E. coli endotoxin directly inhibits the action of antidiuretic hormone (ADH/vasopressin) at the level of the renal collecting duct tubular cells. ADH normally causes water reabsorption in the collecting duct. When ADH is blocked → water is not reabsorbed → dilute urine is produced in large volumes (polyuria). The animal compensates by drinking large amounts of water (polydipsia). This explains why PU/PD is so characteristic of E. coli pyometra. Additionally, pre-renal azotemia from dehydration can secondarily affect renal concentrating ability.
🔵 CATS SPECIFIC
Q16: Why is pyometra less common in cats than dogs?

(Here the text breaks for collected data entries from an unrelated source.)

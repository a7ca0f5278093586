//! Test utilities for bridge and discovery code
//!
//! Provides a shell-script stand-in for the bridge binary and an in-memory
//! [`ServiceBrowser`].

use std::path::{Path, PathBuf};
use std::sync::Mutex;

use tokio::sync::mpsc;

use crate::discovery::{BrowseEvent, ServiceBrowser, ServiceKind};
use ladb_core::Result;

/// Pairing code the fake bridge accepts.
pub const GOOD_PAIRING_CODE: &str = "123456";

const FAKE_BRIDGE_SCRIPT: &str = r#"#!/bin/sh
DIR="$(dirname "$0")"
echo "$*" >> "$DIR/calls.log"
case "$1" in
    start-server|kill-server|disconnect)
        exit 0
        ;;
    connect)
        if [ -f "$DIR/connect_hangs" ]; then
            sleep 30
        fi
        echo "connected to $2"
        exit 0
        ;;
    devices)
        echo "List of devices attached"
        if [ -f "$DIR/devices.txt" ]; then
            while IFS= read -r serial; do
                [ -n "$serial" ] && printf '%s\tdevice\n' "$serial"
            done < "$DIR/devices.txt"
        fi
        echo ""
        exit 0
        ;;
    pair)
        read -r code
        if [ "$code" = "123456" ]; then
            echo "Successfully paired to $2"
            exit 0
        fi
        echo "Failed: Wrong password or connection was dropped."
        exit 1
        ;;
    -s)
        shift 2
        ;;
esac
if [ "$1" = "shell" ]; then
    exec sh
fi
echo "unknown command: $*" >&2
exit 1
"#;

/// Write an executable fake bridge named `adb` into `dir`.
///
/// Every invocation is appended to `dir/calls.log`. `devices` lists the
/// serials in `dir/devices.txt`; `connect` hangs while `dir/connect_hangs`
/// exists; `shell` execs a plain `sh`.
pub fn write_fake_bridge(dir: &Path) -> PathBuf {
    let path = dir.join("adb");
    std::fs::write(&path, FAKE_BRIDGE_SCRIPT).expect("failed to write fake bridge");
    #[cfg(unix)]
    {
        use std::os::unix::fs::PermissionsExt;
        std::fs::set_permissions(&path, std::fs::Permissions::from_mode(0o755))
            .expect("failed to mark fake bridge executable");
    }
    path
}

/// Replace the device listing served by the fake bridge in `dir`.
pub fn set_fake_devices(dir: &Path, serials: &[&str]) {
    let mut content = serials.join("\n");
    content.push('\n');
    std::fs::write(dir.join("devices.txt"), content).expect("failed to write devices.txt");
}

/// Invocations recorded by the fake bridge in `dir`, oldest first.
pub fn fake_bridge_calls(dir: &Path) -> Vec<String> {
    std::fs::read_to_string(dir.join("calls.log"))
        .map(|log| log.lines().map(str::to_string).collect())
        .unwrap_or_default()
}

/// In-memory browser: tests push events, resolve requests are recorded.
#[derive(Debug, Default)]
pub struct FakeBrowser {
    sinks: Mutex<Vec<(ServiceKind, mpsc::UnboundedSender<BrowseEvent>)>>,
    resolves: Mutex<Vec<(ServiceKind, String)>>,
}

impl FakeBrowser {
    pub fn new() -> Self {
        Self::default()
    }

    pub fn is_browsing(&self, kind: ServiceKind) -> bool {
        self.sinks.lock().unwrap().iter().any(|(k, _)| *k == kind)
    }

    pub fn browse_count(&self) -> usize {
        self.sinks.lock().unwrap().len()
    }

    /// Deliver `event` to the sink registered for its service type.
    pub fn emit(&self, event: BrowseEvent) {
        let kind = match &event {
            BrowseEvent::Found { kind, .. }
            | BrowseEvent::ResolveFailed { kind, .. }
            | BrowseEvent::Lost { kind, .. } => *kind,
            BrowseEvent::Resolved(service) => service.kind,
        };
        let sinks = self.sinks.lock().unwrap();
        if let Some((_, sink)) = sinks.iter().find(|(k, _)| *k == kind) {
            let _ = sink.send(event);
        }
    }

    /// Names passed to `resolve`, in call order.
    pub fn resolve_requests(&self) -> Vec<String> {
        self.resolves
            .lock()
            .unwrap()
            .iter()
            .map(|(_, name)| name.clone())
            .collect()
    }
}

impl ServiceBrowser for FakeBrowser {
    fn browse(&self, kind: ServiceKind, sink: mpsc::UnboundedSender<BrowseEvent>) -> Result<()> {
        self.sinks.lock().unwrap().push((kind, sink));
        Ok(())
    }

    fn resolve(&self, kind: ServiceKind, name: &str) -> Result<()> {
        self.resolves.lock().unwrap().push((kind, name.to_string()));
        Ok(())
    }
}
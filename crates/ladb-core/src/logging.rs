//! File logging for the supervisor
//!
//! The terminal belongs to the shell transcript, so diagnostics go to a
//! daily rolling file under `<data_local_dir>/ladb/logs/` instead. Set
//! `LADB_LOG` to a tracing filter to change what gets written, e.g.
//! `LADB_LOG=ladb_daemon=trace` to see every bridge invocation.

use std::path::PathBuf;
use tracing_appender::rolling::{RollingFileAppender, Rotation};
use tracing_subscriber::{fmt, prelude::*, EnvFilter};

use crate::error::Result;

/// Environment variable holding the log filter
pub const LOG_ENV: &str = "LADB_LOG";

const DEFAULT_FILTER: &str = "ladb_shell=info,ladb_app=info,ladb_daemon=info,ladb_core=info,warn";

/// Install the file subscriber. Call once, before the supervisor starts.
pub fn init() -> Result<()> {
    let dir = log_dir();
    std::fs::create_dir_all(&dir)?;

    let appender = RollingFileAppender::new(Rotation::DAILY, &dir, "ladb.log");
    let timer = fmt::time::ChronoLocal::new("%Y-%m-%d %H:%M:%S%.3f".to_string());

    tracing_subscriber::registry()
        .with(filter(std::env::var(LOG_ENV).ok().as_deref()))
        .with(
            fmt::layer()
                .with_writer(appender)
                .with_ansi(false)
                .with_file(true)
                .with_line_number(true)
                .with_timer(timer),
        )
        .init();

    tracing::info!("ladb {} logging to {}", env!("CARGO_PKG_VERSION"), dir.display());
    Ok(())
}

/// Where the rolling log files live.
pub fn log_dir() -> PathBuf {
    dirs::data_local_dir()
        .unwrap_or_else(|| PathBuf::from("."))
        .join("ladb")
        .join("logs")
}

/// An unparsable `LADB_LOG` falls back to the default rather than
/// silencing everything.
fn filter(directives: Option<&str>) -> EnvFilter {
    directives
        .and_then(|directives| EnvFilter::try_new(directives).ok())
        .unwrap_or_else(|| EnvFilter::new(DEFAULT_FILTER))
}
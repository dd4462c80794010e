use serde::{Deserialize, Serialize};

#[derive(Debug, Clone, Serialize)]
pub struct GenerateContentRequest {
    pub contents: Vec<RequestContent>,
}

#[derive(Debug, Clone, Serialize)]
pub struct RequestContent {
    pub parts: Vec<RequestPart>,
}

#[derive(Debug, Clone, Serialize)]
pub struct RequestPart {
    pub text: String,
}

impl GenerateContentRequest {
    pub fn from_prompt(prompt: impl Into<String>) -> Self {
        Self {
            contents: vec![RequestContent {
                parts: vec![RequestPart {
                    text: prompt.into(),
                }],
            }],
        }
    }
}

#[derive(Debug, Clone, Default, Deserialize)]
pub struct GenerateContentResponse {
    #[serde(default)]
    pub candidates: Vec<Candidate>,
}

#[derive(Debug, Clone, Deserialize)]
pub struct Candidate {
    pub content: Option<CandidateContent>,
}

#[derive(Debug, Clone, Deserialize)]
pub struct CandidateContent {
    #[serde(default)]
    pub parts: Vec<ResponsePart>,
}

#[derive(Debug, Clone, Deserialize)]
pub struct ResponsePart {
    pub text: Option<String>,
}

impl GenerateContentResponse {
    /// Text of the first part of the first candidate, if any.
    pub fn first_text(&self) -> Option<&str> {
        self.candidates
            .first()
            .and_then(|c| c.content.as_ref())
            .and_then(|c| c.parts.first())
            .and_then(|p| p.text.as_deref())
    }
}
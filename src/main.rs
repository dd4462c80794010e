use clap::Parser;
use quizsmith::{
    cli::{dispatch, Cli},
    config::{get_config, init_config},
    database::{pool::create_pool, SqliteStore},
    AppState,
};
use std::sync::Arc;
use tracing_subscriber::EnvFilter;

fn init_tracing() {
    let filter =
        EnvFilter::try_from_default_env().unwrap_or_else(|_| EnvFilter::new("quizsmith=info"));
    let builder = tracing_subscriber::fmt()
        .with_env_filter(filter)
        .with_writer(std::io::stderr);

    if std::env::var("LOG_FORMAT").as_deref() == Ok("json") {
        builder.json().init();
    } else {
        builder.init();
    }
}

#[tokio::main]
async fn main() -> anyhow::Result<()> {
    init_tracing();
    init_config()?;
    let cli = Cli::parse();
    let config = get_config();

    let pool = create_pool().await?;
    tracing::debug!(database_url = %config.database_url, "Opened local store");

    let state = AppState::new(Arc::new(SqliteStore::new(pool)))?;
    dispatch(&state, cli).await?;

    Ok(())
}
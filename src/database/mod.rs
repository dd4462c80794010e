pub mod pool;
pub mod store;

pub use store::{KeyValueStore, MemoryStore, SqliteStore};
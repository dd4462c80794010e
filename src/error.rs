pub type Result<T> = std::result::Result<T, Error>;

#[derive(Debug, thiserror::Error)]
pub enum Error {
    #[error("Configuration error: {0}")]
    Config(String),

    #[error("Validation error: {0}")]
    Validation(#[from] validator::ValidationErrors),

    #[error("Generative API request failed: {0}")]
    Transport(String),

    #[error("Generative API returned no text")]
    EmptyGeneration,

    #[error("Generated quiz is malformed: {0}")]
    MalformedGeneration(String),

    #[error("Cannot start a quiz without questions")]
    NoQuestions,

    #[error("{} question(s) still unanswered", unanswered.len())]
    IncompleteAnswers { unanswered: Vec<usize> },

    #[error("Quiz has already been submitted")]
    AlreadySubmitted,

    #[error("Quiz has not been submitted yet")]
    NotSubmitted,

    #[error("Invalid session state: {0}")]
    InvalidState(String),

    #[error("Index out of range: {0}")]
    OutOfRange(String),

    #[error("Stored history could not be parsed: {0}")]
    HistoryParse(String),

    #[error("JSON error: {0}")]
    Json(#[from] serde_json::Error),

    #[error("Database error: {0}")]
    Database(#[from] sqlx::Error),

    #[error("Migration error: {0}")]
    Migrate(#[from] sqlx::migrate::MigrateError),

    #[error("IO error: {0}")]
    Io(#[from] std::io::Error),
}

impl From<reqwest::Error> for Error {
    fn from(err: reqwest::Error) -> Self {
        Error::Transport(err.to_string())
    }
}

impl Error {
    /// Errors that abort the attempt being generated and send the user back
    /// to settings capture.
    pub fn is_generation_failure(&self) -> bool {
        matches!(
            self,
            Error::Transport(_)
                | Error::EmptyGeneration
                | Error::MalformedGeneration(_)
                | Error::NoQuestions
        )
    }

    /// Title and description of the notification shown for this error.
    pub fn user_notification(&self) -> (String, String) {
        match self {
            e if e.is_generation_failure() => (
                "Quiz Generation Failed".to_string(),
                "Please check your API key and try again.".to_string(),
            ),
            Error::Validation(errors) => {
                let fields = errors.field_errors();
                if fields.contains_key("topic") {
                    (
                        "Topic Required".to_string(),
                        "Please enter a quiz topic to continue.".to_string(),
                    )
                } else if fields.contains_key("api_key") {
                    (
                        "API Key Required".to_string(),
                        "Please enter your Gemini API key to continue.".to_string(),
                    )
                } else {
                    ("Invalid Settings".to_string(), errors.to_string())
                }
            }
            other => ("Something went wrong".to_string(), other.to_string()),
        }
    }
}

Because cats are induced ovulators — they do NOT spontaneously ovulate. Without mating (or vaginal stimulation), no corpus luteum forms, no progesterone is produced, and the uterus does not enter diestrus. Therefore, outdoor-only unmated cats have fewer luteal phases than dogs. However, indoor cats that are mated, or queens that receive exogenous progestins (very commonly given for behavioral problems or heat suppression in cats), are at significant risk. The prevalence has increased with the use of injectable progestins (medroxyprogesterone acetate) in cats.
Q17: What is the maximum safe dose of enrofloxacin in cats and why?
5 mg/kg/day — this is the maximum safe dose in cats. Doses above this cause retinal degeneration (specifically affecting the tapetum lucidum and photoreceptors) leading to sudden blindness — this is irreversible. Cats are uniquely sensitive to fluoroquinolone retinal toxicity compared to dogs. Always use the lowest effective dose and never exceed 5 mg/kg/day. Marbofloxacin is a safer alternative fluoroquinolone in cats (less retinal toxicity risk).
Yeh complete, zero-point-missed, fully authentic guide hai pyometra ki dogs aur cats dono ke liye — pathophysiology, types, species differences, diagnosis (clinical, lab, ultrasound), differential diagnoses, stabilization, surgical treatment (OHE), medical treatment (PGF2α + aglepristone), post-op care, complications, special cases, prevention, aur 17 detailed viva/exam questions with full answers. Har ek point standard veterinary textbooks (Fossum, Ettinger & Feldman, Nelson & Couto, Feldman & Nelson) se aligned hai.